ACTION ITEM:
Return the lines below in which the string "progress" occurs.

Saved entries:
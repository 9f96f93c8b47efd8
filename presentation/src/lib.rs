//! Presentation layer for neuralcore
//!
//! This crate contains CLI definitions, output formatters,
//! progress reporters, and the interactive hub REPL.

pub mod cli;
pub mod config;
pub mod hub;
pub mod output;
pub mod progress;

// Re-export commonly used types
pub use cli::commands::{Cli, Command, OutputArg, VisualModeArg};
pub use config::{OutputConfig, ReplConfig};
pub use hub::{HubCommand, HubRepl};
pub use output::console::ConsoleFormatter;
pub use output::formatter::{OutputFormatter, formatter_for};
pub use output::json::JsonFormatter;
pub use progress::reporter::{ProgressReporter, SimpleProgress, progress_for};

COMPLETED TASK:
//! progress reporters, and the interactive hub REPL.
pub mod progress;
pub use progress::reporter::{ProgressReporter, SimpleProgress, progress_for};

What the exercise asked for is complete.